─── Provided records ───

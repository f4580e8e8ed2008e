#![allow(dead_code)]

use hidkitd::config::{ActionSet, FilterSpec, RawActionSet, RawFilterSpec};
use hidkitd::device::DeviceProperties;

/// Builder for `FilterSpec` to simplify test setup.
#[derive(Debug, Clone, Default)]
pub struct FilterSpecBuilder {
    raw: RawFilterSpec,
}

impl FilterSpecBuilder {
    pub fn new() -> Self {
        Self::default()
    }

    pub fn vendor_id(mut self, id: u32) -> Self {
        self.raw.vendor_id = Some(id);
        self
    }

    pub fn product_id(mut self, id: u32) -> Self {
        self.raw.product_id = Some(id);
        self
    }

    pub fn usage_page(mut self, page: u32) -> Self {
        self.raw.usage_page = Some(page);
        self
    }

    pub fn usage(mut self, usage: u32) -> Self {
        self.raw.usage = Some(usage);
        self
    }

    pub fn product_name(mut self, name: &str) -> Self {
        self.raw.product_name = Some(name.to_string());
        self
    }

    pub fn device_address(mut self, address: &str) -> Self {
        self.raw.device_address = Some(address.to_string());
        self
    }

    pub fn raw(self) -> RawFilterSpec {
        self.raw
    }

    pub fn build(self) -> FilterSpec {
        FilterSpec::try_from(self.raw).expect("Failed to build valid filter from builder")
    }
}

/// Builder for `ActionSet`.
#[derive(Debug, Clone, Default)]
pub struct ActionSetBuilder {
    raw: RawActionSet,
}

impl ActionSetBuilder {
    pub fn new() -> Self {
        Self::default()
    }

    pub fn on_connect(mut self, path: &str) -> Self {
        self.raw.on_connect = Some(path.into());
        self
    }

    pub fn on_disconnect(mut self, path: &str) -> Self {
        self.raw.on_disconnect = Some(path.into());
        self
    }

    pub fn build(self) -> ActionSet {
        ActionSet::try_from(self.raw).expect("Failed to build valid action set from builder")
    }
}

/// Properties of a device with the given vendor/product ids.
pub fn device(vendor_id: u32, product_id: u32) -> DeviceProperties {
    DeviceProperties {
        vendor_id: Some(vendor_id),
        product_id: Some(product_id),
        ..DeviceProperties::default()
    }
}

/// A keyboard-like device: generic desktop page, keyboard usage.
pub fn keyboard(vendor_id: u32, product_id: u32, name: &str) -> DeviceProperties {
    DeviceProperties {
        primary_usage_page: Some(1),
        primary_usage: Some(6),
        product: Some(name.to_string()),
        ..device(vendor_id, product_id)
    }
}
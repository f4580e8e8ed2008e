// src/exec/launcher.rs

//! Launching a single script process.

use std::io;
use std::path::{Path, PathBuf};
use std::process::Stdio;
use std::time::Duration;

use thiserror::Error;
use tokio::process::{Child, Command};
use tracing::{error, info, warn};

use crate::device::DeviceId;
use crate::types::EventKind;

/// Why a script launch did not end in a successful exit.
///
/// Never fatal: the runner logs it and the daemon carries on.
#[derive(Error, Debug)]
pub enum ActionLaunchError {
    #[error("script {path:?} not found")]
    NotFound { path: PathBuf },

    #[error("failed to start script {path:?}: {source}")]
    Spawn {
        path: PathBuf,
        #[source]
        source: io::Error,
    },

    #[error("failed waiting for script {path:?}: {source}")]
    Wait {
        path: PathBuf,
        #[source]
        source: io::Error,
    },

    #[error("script {path:?} exited with status {code}")]
    NonZeroExit { path: PathBuf, code: i32 },

    #[error("script {path:?} was terminated by a signal")]
    Killed { path: PathBuf },

    #[error("script {path:?} did not finish within {after:?} and was killed")]
    TimedOut { path: PathBuf, after: Duration },
}

/// Start `script` with no arguments.
///
/// stdin is closed, stdout/stderr are inherited from the daemon, and `env`
/// is added to the inherited environment. Returns as soon as the process
/// exists.
pub fn spawn_process(
    script: &Path,
    env: &[(&'static str, String)],
) -> Result<Child, ActionLaunchError> {
    let mut cmd = Command::new(script);
    cmd.stdin(Stdio::null())
        .stdout(Stdio::inherit())
        .stderr(Stdio::inherit());
    for (key, value) in env {
        cmd.env(key, value);
    }

    cmd.spawn().map_err(|source| match source.kind() {
        io::ErrorKind::NotFound => ActionLaunchError::NotFound {
            path: script.to_path_buf(),
        },
        _ => ActionLaunchError::Spawn {
            path: script.to_path_buf(),
            source,
        },
    })
}

/// Wait for a started script and classify how it ended. With a `timeout`,
/// a script that runs longer is killed.
pub async fn wait_process(
    mut child: Child,
    script: &Path,
    timeout: Option<Duration>,
) -> Result<(), ActionLaunchError> {
    let path = script.to_path_buf();

    let waited = match timeout {
        Some(limit) => match tokio::time::timeout(limit, child.wait()).await {
            Ok(waited) => waited,
            Err(_) => {
                if let Err(e) = child.kill().await {
                    warn!(script = ?path, error = %e, "failed to kill timed-out script");
                }
                return Err(ActionLaunchError::TimedOut { path, after: limit });
            }
        },
        None => child.wait().await,
    };

    let status = waited.map_err(|source| ActionLaunchError::Wait {
        path: path.clone(),
        source,
    })?;

    if status.success() {
        return Ok(());
    }
    match status.code() {
        Some(code) => Err(ActionLaunchError::NonZeroExit { path, code }),
        None => Err(ActionLaunchError::Killed { path }),
    }
}

/// Run `script` to completion: [`spawn_process`] then [`wait_process`].
pub async fn launch_process(
    script: &Path,
    env: &[(&'static str, String)],
    timeout: Option<Duration>,
) -> Result<(), ActionLaunchError> {
    let child = spawn_process(script, env)?;
    wait_process(child, script, timeout).await
}

/// A script that has been started and is being reported on.
pub(crate) struct RunningScript {
    child: Child,
    script: PathBuf,
    kind: EventKind,
    device: DeviceId,
}

/// Start `script` and log the attempt. A launch failure is logged here and
/// yields `None`.
pub(crate) fn start_and_report(
    script: PathBuf,
    kind: EventKind,
    device: DeviceId,
    env: &[(&'static str, String)],
) -> Option<RunningScript> {
    info!(kind = %kind, device = %device, script = ?script, "executing script");

    match spawn_process(&script, env) {
        Ok(child) => Some(RunningScript {
            child,
            script,
            kind,
            device,
        }),
        Err(err) => {
            error!(kind = %kind, device = %device, error = %err, "script launch failed");
            None
        }
    }
}

impl RunningScript {
    /// Wait for the script and log how it ended. Errors stop here.
    pub(crate) async fn finish_and_report(self, timeout: Option<Duration>) {
        let RunningScript {
            child,
            script,
            kind,
            device,
        } = self;

        match wait_process(child, &script, timeout).await {
            Ok(()) => info!(kind = %kind, device = %device, script = ?script, "script finished"),
            Err(err) => error!(
                kind = %kind,
                device = %device,
                error = %err,
                "script failed"
            ),
        }
    }
}
pub mod builders;
pub mod harness;
pub mod recording_runner;

use std::sync::Once;
use tracing_subscriber::{EnvFilter, fmt};

static INIT: Once = Once::new();

/// Initialise tracing for tests.
///
/// - Uses `with_test_writer()`, so logs are captured per-test.
/// - The Rust test harness only prints captured output for **failing** tests
///   (unless you run with `-- --nocapture`).
///
/// Enable levels with e.g.:
/// `RUST_LOG=debug cargo test`
pub fn init_tracing() {
    INIT.call_once(|| {
        let filter =
            EnvFilter::try_from_default_env().unwrap_or_else(|_| EnvFilter::new("info"));

        fmt()
            .with_env_filter(filter)
            .with_test_writer()
            .with_target(true)
            .init();
    });
}

/// Run a future with a 5-second timeout.
pub async fn with_timeout<F, T>(f: F) -> T
where
    F: std::future::Future<Output = T>,
{
    tokio::time::timeout(std::time::Duration::from_secs(5), f)
        .await
        .expect("Test timed out after 5 seconds")
}

/// Poll `cond` every few milliseconds until it holds (5-second cap).
pub async fn wait_until<F>(mut cond: F)
where
    F: FnMut() -> bool,
{
    with_timeout(async {
        while !cond() {
            tokio::time::sleep(std::time::Duration::from_millis(5)).await;
        }
    })
    .await
}
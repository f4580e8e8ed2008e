// src/cli.rs

//! CLI argument parsing using `clap`.

use std::path::PathBuf;

use clap::{Parser, ValueEnum};

use crate::config::{RawActionSet, RawDaemonConfig, RawDaemonSection, RawFilterSpec};
use crate::types::ScriptMode;

const AFTER_HELP: &str = "\
Only hidraw devices (keyboards, mice, game controllers, custom HID hardware) are watched.

HOW TO FIND FILTER VALUES:
  1. Connect your device.
  2. Run: hidkitd --list-devices
  3. Find your device's line and copy the values you want to filter on:
     VendorID, ProductID, PrimaryUsagePage, PrimaryUsage, Product, DeviceAddress.

EXAMPLE (a standard keyboard, without extra triggers from its media-key interface):
  hidkitd \\
    --name \"My Custom Keyboard\" \\
    --usage-page 1 --usage 6 \\
    --on-connect /path/to/connect_script.sh \\
    --on-disconnect /path/to/disconnect_script.sh";

/// Command-line arguments for `hidkitd`.
///
/// Filters combine with AND logic; at least one filter and at least one
/// action are required (from flags or from `--config`).
#[derive(Debug, Clone, Parser)]
#[command(
    name = "hidkitd",
    version,
    about = "A persistent daemon that runs scripts when matching HID devices connect or disconnect.",
    long_about = None,
    after_help = AFTER_HELP,
    arg_required_else_help = true
)]
pub struct CliArgs {
    /// Match by USB vendor id (decimal or 0x-prefixed hex).
    #[arg(long, value_name = "ID", value_parser = parse_id, help_heading = "Filters")]
    pub vendor_id: Option<u32>,

    /// Match by USB product id (decimal or 0x-prefixed hex).
    #[arg(long, value_name = "ID", value_parser = parse_id, help_heading = "Filters")]
    pub product_id: Option<u32>,

    /// Match by HID primary usage page.
    #[arg(long, value_name = "ID", value_parser = parse_id, help_heading = "Filters")]
    pub usage_page: Option<u32>,

    /// Match by HID primary usage.
    #[arg(long, value_name = "ID", value_parser = parse_id, help_heading = "Filters")]
    pub usage: Option<u32>,

    /// Match by product name (exact).
    #[arg(long = "name", value_name = "STRING", help_heading = "Filters")]
    pub product_name: Option<String>,

    /// Match by device (e.g. Bluetooth) address.
    #[arg(long = "address", value_name = "ADDRESS", help_heading = "Filters")]
    pub device_address: Option<String>,

    /// Script to run when a matching device connects.
    #[arg(long, value_name = "PATH", help_heading = "Actions")]
    pub on_connect: Option<PathBuf>,

    /// Script to run when a matching device disconnects.
    #[arg(long, value_name = "PATH", help_heading = "Actions")]
    pub on_disconnect: Option<PathBuf>,

    /// Optional TOML config file; flags override its values.
    #[arg(long, value_name = "PATH")]
    pub config: Option<PathBuf>,

    /// Wait for each script to exit before handling the next device.
    #[arg(long)]
    pub wait_for_scripts: bool,

    /// Kill scripts that run longer than this many seconds.
    #[arg(long, value_name = "SECS", value_parser = clap::value_parser!(u64).range(1..))]
    pub script_timeout: Option<u64>,

    /// Directory where device nodes appear.
    #[arg(long, value_name = "DIR", hide = true)]
    pub dev_dir: Option<PathBuf>,

    /// sysfs class directory describing hidraw devices.
    #[arg(long, value_name = "DIR", hide = true)]
    pub sysfs_class_dir: Option<PathBuf>,

    /// Logging level (error, warn, info, debug, trace).
    ///
    /// If omitted, `HIDKITD_LOG` or a default level will be used.
    #[arg(long, value_enum, value_name = "LEVEL")]
    pub log_level: Option<LogLevel>,

    /// Validate the configuration, print it, and exit.
    #[arg(long)]
    pub dry_run: bool,

    /// Print the properties of every connected device and exit.
    #[arg(long)]
    pub list_devices: bool,
}

impl CliArgs {
    /// The flags as a config layer to put on top of `--config`.
    pub fn overrides(&self) -> RawDaemonConfig {
        RawDaemonConfig {
            filter: RawFilterSpec {
                vendor_id: self.vendor_id,
                product_id: self.product_id,
                usage_page: self.usage_page,
                usage: self.usage,
                product_name: self.product_name.clone(),
                device_address: self.device_address.clone(),
            },
            action: RawActionSet {
                on_connect: self.on_connect.clone(),
                on_disconnect: self.on_disconnect.clone(),
            },
            daemon: RawDaemonSection {
                script_mode: self.wait_for_scripts.then_some(ScriptMode::Wait),
                script_timeout_secs: self.script_timeout,
                dev_dir: self.dev_dir.clone(),
                sysfs_class_dir: self.sysfs_class_dir.clone(),
            },
        }
    }
}

/// Log level as exposed on the CLI.
#[derive(Debug, Copy, Clone, ValueEnum)]
pub enum LogLevel {
    Error,
    Warn,
    Info,
    Debug,
    Trace,
}

/// Parse a positive id given in decimal or `0x` hex.
pub fn parse_id(s: &str) -> Result<u32, String> {
    let s = s.trim();
    let parsed = match s.strip_prefix("0x").or_else(|| s.strip_prefix("0X")) {
        Some(hex) => u32::from_str_radix(hex, 16),
        None => s.parse::<u32>(),
    };
    match parsed {
        Ok(0) => Err("must be greater than 0".to_string()),
        Ok(n) => Ok(n),
        Err(e) => Err(format!("invalid id '{s}': {e}")),
    }
}

/// Convenience wrapper around `CliArgs::parse()`.
pub fn parse() -> CliArgs {
    CliArgs::parse()
}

───

(Work instruction):
Taking the material above, extract exactly and only the lines from the line with "wait_process(child, script, timeout).await" to the line with "static INIT: Once = Once::new();", inclusive of both.

(Answer for this exercise):
    wait_process(child, script, timeout).await
}

/// A script that has been started and is being reported on.
pub(crate) struct RunningScript {
    child: Child,
    script: PathBuf,
    kind: EventKind,
    device: DeviceId,
}

/// Start `script` and log the attempt. A launch failure is logged here and
/// yields `None`.
pub(crate) fn start_and_report(
    script: PathBuf,
    kind: EventKind,
    device: DeviceId,
    env: &[(&'static str, String)],
) -> Option<RunningScript> {
    info!(kind = %kind, device = %device, script = ?script, "executing script");

    match spawn_process(&script, env) {
        Ok(child) => Some(RunningScript {
            child,
            script,
            kind,
            device,
        }),
        Err(err) => {
            error!(kind = %kind, device = %device, error = %err, "script launch failed");
            None
        }
    }
}

impl RunningScript {
    /// Wait for the script and log how it ended. Errors stop here.
    pub(crate) async fn finish_and_report(self, timeout: Option<Duration>) {
        let RunningScript {
            child,
            script,
            kind,
            device,
        } = self;

        match wait_process(child, &script, timeout).await {
            Ok(()) => info!(kind = %kind, device = %device, script = ?script, "script finished"),
            Err(err) => error!(
                kind = %kind,
                device = %device,
                error = %err,
                "script failed"
            ),
        }
    }
}
pub mod builders;
pub mod harness;
pub mod recording_runner;

use std::sync::Once;
use tracing_subscriber::{EnvFilter, fmt};

static INIT: Once = Once::new();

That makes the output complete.